Hobelman and her high school girlfriends smoked weed as secretly as they could: in cars, garages, and their own bedrooms with the doors closed. They called their group “The Drug of the Month Club.” They liked to joke about Jesus and the weed that he and his disciples smoked at the Last Supper. The girls weren’t ever arrested, but friends and even family members busted them.

“My group once robbed a pot garden in Southern California,” Hobelman says in-between bites of her leafy-green salad and a bottle of Kombucha. “We scoped it out during the day, went back in the middle of the night, snatched it and then hid it under the deck of my parents’ house. My big brother didn’t like weed. He ratted on me. That was an early snitching experience.”

She adds, “I didn’t stop smoking. In fact it was part of my rebellion against just about everything. I drank alcohol, I did psychedelics, and I ran around pretty wild.” Early on she came to the conclusion that marijuana was a sacred herb and at the same time had medicinal properties. Smoking weed helped whenever she had severe craps and nausea during her menstrual cycle. It also helped her to relax, let go and laugh.

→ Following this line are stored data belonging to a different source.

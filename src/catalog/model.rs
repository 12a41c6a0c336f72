//! Typed records for catalog documents.
//!
//! Field names mirror `schema/uml_catalog.schema.json`. Every field is
//! required at deserialization time; emptiness and uniqueness rules are
//! enforced when the document is indexed (see `CatalogStore`).

use crate::schema_loader::CatalogSchema;
use anyhow::{Context, Result};
use serde::{Deserialize, Serialize};
use serde_json::Value;
use std::borrow::Borrow;
use std::fmt;
use std::fs;
use std::path::Path;

/// Fixed catalog definition compiled into the library.
pub const BUNDLED_CATALOG: &str = include_str!("../../catalogs/uml_reference_v1.json");

#[derive(Clone, Debug, PartialEq, Eq, PartialOrd, Ord, Hash, Serialize, Deserialize)]
#[serde(transparent)]
/// Stable lookup key of a diagram type, e.g. `use-case`.
pub struct DiagramId(pub String);

impl DiagramId {
    pub fn as_str(&self) -> &str {
        &self.0
    }
}

impl Borrow<str> for DiagramId {
    fn borrow(&self) -> &str {
        &self.0
    }
}

impl fmt::Display for DiagramId {
    fn fmt(&self, f: &mut fmt::Formatter<'_>) -> fmt::Result {
        f.write_str(&self.0)
    }
}

#[derive(Clone, Debug, PartialEq, Eq, PartialOrd, Ord, Hash, Serialize, Deserialize)]
#[serde(transparent)]
/// Identifies which catalog a document describes.
pub struct CatalogKey(pub String);

#[derive(Clone, Debug, PartialEq, Serialize, Deserialize)]
pub struct CatalogMetadata {
    pub key: CatalogKey,
    pub title: String,
    #[serde(default)]
    pub labels: Vec<String>,
}

#[derive(Clone, Debug, PartialEq, Serialize, Deserialize)]
/// A whole catalog document as stored on disk.
pub struct CatalogDocument {
    pub schema_version: String,
    pub catalog: CatalogMetadata,
    pub diagrams: Vec<DiagramType>,
}

#[derive(Clone, Debug, PartialEq, Serialize, Deserialize)]
/// Reference content for one UML diagram category.
pub struct DiagramType {
    pub id: DiagramId,
    pub title: String,
    pub description: DiagramDescription,
    /// Ordered from the simplest construct to the most involved.
    pub notations: Vec<NotationElement>,
    pub example: WorkedExample,
}

impl DiagramType {
    /// Find a notation element by its exact name.
    pub fn notation(&self, name: &str) -> Option<&NotationElement> {
        self.notations.iter().find(|notation| notation.name == name)
    }
}

#[derive(Clone, Debug, PartialEq, Serialize, Deserialize)]
pub struct DiagramDescription {
    /// What the diagram is.
    pub what: String,
    /// Why and when it is used.
    pub why: String,
}

#[derive(Clone, Debug, PartialEq, Serialize, Deserialize)]
/// One visual construct of a diagram type.
pub struct NotationElement {
    pub name: String,
    pub description: String,
    /// Standalone SVG fragment, forwarded verbatim.
    pub visual: String,
}

#[derive(Clone, Debug, PartialEq, Serialize, Deserialize)]
/// A scenario that combines the notations of a diagram type.
pub struct WorkedExample {
    pub scenario: String,
    pub description: String,
    /// Standalone SVG fragment, forwarded verbatim.
    pub visual: String,
}

/// Parse and schema-check a catalog document from JSON text.
pub fn parse_catalog_str(text: &str) -> Result<CatalogDocument> {
    let raw: Value = serde_json::from_str(text).context("parsing catalog JSON")?;
    CatalogSchema::load()?.validate(&raw)?;
    serde_json::from_value(raw).context("decoding catalog document")
}

/// Read, parse and schema-check a catalog document from disk.
pub fn load_catalog_from_path(path: &Path) -> Result<CatalogDocument> {
    let text = fs::read_to_string(path)
        .with_context(|| format!("reading catalog {}", path.display()))?;
    parse_catalog_str(&text).with_context(|| format!("loading catalog {}", path.display()))
}

/// The compiled-in catalog definition.
pub fn bundled_catalog() -> Result<CatalogDocument> {
    parse_catalog_str(BUNDLED_CATALOG).context("loading bundled catalog")
}
//! Diagram catalog wiring.
//!
//! The catalog definition (`catalogs/uml_reference_v1.json`) is compiled into
//! the library, validated once, and published behind a process-wide handle.
//! Types here mirror the schema fields; callers use `CatalogStore` for
//! lookups and `initialize` to obtain the shared instance.

pub mod fragment;
pub mod index;
pub mod model;

pub use fragment::check_fragment;
pub use index::CatalogStore;
pub use model::{
    BUNDLED_CATALOG, CatalogDocument, CatalogKey, CatalogMetadata, DiagramDescription, DiagramId,
    DiagramType, NotationElement, WorkedExample,
};

pub use model::{bundled_catalog, load_catalog_from_path, parse_catalog_str};

use anyhow::Result;
use log::info;
use std::sync::OnceLock;

/// Repository-relative path of the bundled catalog definition.
pub const DEFAULT_CATALOG_PATH: &str = "catalogs/uml_reference_v1.json";

static CATALOG: OnceLock<CatalogStore> = OnceLock::new();

/// Build and publish the bundled catalog.
///
/// The first successful call publishes the store; later calls (from any
/// thread) get the same instance back. A definition error leaves nothing
/// published and must be treated as fatal by the caller.
pub fn initialize() -> Result<&'static CatalogStore> {
    if let Some(store) = CATALOG.get() {
        return Ok(store);
    }
    let store = CatalogStore::bundled()?;
    // A concurrent initializer may have won; both built the same definition.
    let published = CATALOG.get_or_init(|| store);
    info!(diagrams = published.len(); "published bundled catalog");
    Ok(published)
}

/// The published catalog, if `initialize` has succeeded.
pub fn installed() -> Option<&'static CatalogStore> {
    CATALOG.get()
}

She hasn’t stopped laughing, though everything she’s seen and done hasn’t been funny, like the time she witnessed a bust on 101. The police arrested a driver and piled confiscated weed on the roof of his vehicle. Then there are the hostile comments from weed folk who read her column, “LoCO on the Pot” at Lost Coast Outpost.

“People love my writing or hate my writing,” Hobelman said. “Some say I’m a fraud and that I turn out pieces that are stoner clichés. Granted, I don’t eat sleep and breath cannabis 24/7. I think you have to get out of the marijuana bubble. Sometimes I can get paranoid and my anxiety level kicks in. Mostly I feel good about weed. I have my own right relationship with it.”

Five days a week, Hobelman solicits underwriting for KMUD. Growers are still generous, she says, but not the way they used to be, in part because the price of marijuana has dropped and because disposal incomes have shrunk.

“Some people around here would like to see weed crash and burn,” she says. “Others are convinced there’s only a year or two left to make big money and still others are eager to get into the next phrase when cannabis cultivation is legal in California. There’s also a growing movement to make cannabis a sustainable industry, not to gobble up water and to respect the environment.”

After twenty years, her love affair with marijuana hasn’t cooled down. She has a new flesh-and-blood boyfriend and feels good about him. “I tried a lesbian relationship in college,” she said. “It ended badly. I came to the realization that I’m like a dude person.”

Fortunately or unfortunately, Humboldt is a dude place, though there are lesbian growers in the hills and a growing presence of women who speak for and who represent the industry.

“Mendocino County seems more of a feminine place than Humboldt,” she said. “There are all those men who are manly in Humboldt. For me there’s no place in Mendocino that has the beautiful darkness of Humboldt and where you can see heart-breaking human tragedy along with incredible community and inspiration.”

Lunch finished — salad devoured, Kombucha drained to the last drop — Hobleman walks behind the Mariposa Market for a smoke. She takes a puff, then another, and then an employee of the store shouts, “You can’t be back here. It’s a liability issue.” Stoned again and busted in a way, Hobelman shrugs her shoulders and smiles a smile that would probably make Cheech and Chong smile from ear to ear.